Prevent using integer initializers that can generate runtime errors

It is very easy to use the integer extensions that initialize a type with another that cannot always be represented, but then not fully understand that these initializers aren't always "safe", and that when they fail they generate a runtime error, crashing the process.

For example:

let a = Int32(-1)
let b = UInt32(a)  // "Fatal error: Negative value is not representable"

And:

let a = UInt64(0xFF00000000000000)
let b = UInt32(a)  // "Fatal error: Not enough bits to represent the passed value"

Is there a way to prevent using these initializers at compile time? The sources show these are preconditions and from what I found only -0unchecked disables these, but this sounds like it disables other good things that generally shouldn't be turned off.

Unfortunately I don't think a linter can help since the types need to be fully understood, as these initializers can also be used with imported C types as aliases.
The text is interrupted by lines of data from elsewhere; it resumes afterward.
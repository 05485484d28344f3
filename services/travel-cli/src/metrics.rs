//! Prometheus recorder for one CLI run
//!
//! The session crates emit `session_*` metrics; this binary installs the
//! recorder and prints the text exposition on `--metrics`.

use metrics_exporter_prometheus::{BuildError, Matcher, PrometheusBuilder, PrometheusHandle};
use travel_session::metrics::REQUEST_DURATION;

/// Request latency buckets, 5ms up to the 60s ceiling of `timeout_secs`.
const DURATION_BUCKETS: &[f64] = &[
    0.005, 0.01, 0.025, 0.05, 0.1, 0.25, 0.5, 1.0, 2.5, 5.0, 10.0, 30.0, 60.0,
];

fn builder() -> Result<PrometheusBuilder, BuildError> {
    PrometheusBuilder::new().set_buckets_for_metric(
        Matcher::Full(REQUEST_DURATION.to_string()),
        DURATION_BUCKETS,
    )
}

/// Install the global recorder and return a handle for rendering.
pub fn install_recorder() -> Result<PrometheusHandle, BuildError> {
    builder()?.install_recorder()
}
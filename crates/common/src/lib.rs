//! Shared types for the travel client workspace

mod error;
mod secret;

pub use error::{Error, Result};
pub use secret::Secret;
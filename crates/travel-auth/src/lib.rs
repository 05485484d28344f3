//! Token storage and token endpoint calls for the travel backend
//!
//! The backend issues JWT access/refresh pairs. This crate owns the two
//! pieces that touch them directly and nothing else:
//! 1. `store::TokenStore` persists the pair under fixed keys
//! 2. `token::obtain_token_pair()` logs in, `token::refresh_access()` trades
//!    a refresh token for a new access token
//!
//! Deciding *when* to refresh is the session crate's job.

pub mod constants;
pub mod error;
pub mod store;
pub mod token;

pub use constants::*;
pub use error::{Error, Result};
pub use store::TokenStore;
pub use token::{
    LoginResponse, Registration, TokenPair, obtain_token_pair, refresh_access, register_account,
};
//! Navigation guard

use travel_auth::LOGIN_ROUTE;

use crate::table::RouteDef;

/// Message shown (blocking) when a protected view is refused.
pub const LOGIN_NOTICE: &str = "Login required.";

/// Outcome of the guard for one navigation.
#[derive(Debug, Clone, PartialEq, Eq)]
pub enum GuardDecision {
    Proceed,
    Redirect {
        to: &'static str,
        notice: &'static str,
    },
}

/// `false` only for a protected route without an access token.
pub fn allowed(requires_auth: bool, has_access_token: bool) -> bool {
    !(requires_auth && !has_access_token)
}

/// Decide a navigation to `target` (`None` for unknown paths).
pub fn guard(target: Option<&RouteDef>, has_access_token: bool) -> GuardDecision {
    let requires_auth = target.is_some_and(|r| r.requires_auth);
    if allowed(requires_auth, has_access_token) {
        GuardDecision::Proceed
    } else {
        GuardDecision::Redirect {
            to: LOGIN_ROUTE,
            notice: LOGIN_NOTICE,
        }
    }
}

#[cfg(test)]
mod tests {
    use super::*;
    use crate::table::ROUTES;

    #[test]
    fn truth_table() {
        assert!(allowed(false, false));
        assert!(allowed(false, true));
        assert!(allowed(true, true));
        assert!(!allowed(true, false));
    }

    #[test]
    fn every_route_and_token_combination() {
        for route in ROUTES {
            for has_token in [false, true] {
                let decision = guard(Some(route), has_token);
                if route.requires_auth && !has_token {
                    assert_eq!(
                        decision,
                        GuardDecision::Redirect {
                            to: "/login",
                            notice: LOGIN_NOTICE
                        },
                        "{} without token",
                        route.path
                    );
                } else {
                    assert_eq!(decision, GuardDecision::Proceed, "{}", route.path);
                }
            }
        }
    }

    #[test]
    fn unknown_targets_proceed() {
        assert_eq!(guard(None, false), GuardDecision::Proceed);
    }
}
One idea I imagine could be to annotate these functions and provide a compiler flag to prevent using them.

2 Likes

This is one of those things that look easy to do during compilation, but it is not.

func f () -> UInt64 {
    UInt64(7)
}

func g () -> UInt64 {
    h ()
}

func h () -> UInt64 {
    UInt64(0xFF00000000000000)
}

let u = f ()
let v = UInt32(u) // Ok
        
let u = g ()
let v = UInt32(u) // Fatal error: Not enough bits to represent the passed value

Even if the compiler can see the definition of all those functions, solving this problem may still prove hard.

1 Like

I was thinking along the lines of how Rust does it, where (as far as I know) there is no safe way to convert a i32 to u32, but it has try_from which can fail, yet for u32 -> u64 they have from which cannot. There is no need to have special knowledge that a function could fail at runtime, unlike Swift, which has a combination of these functions. It seems like it could be a good fit alongside the strict memory safety proposal potentially.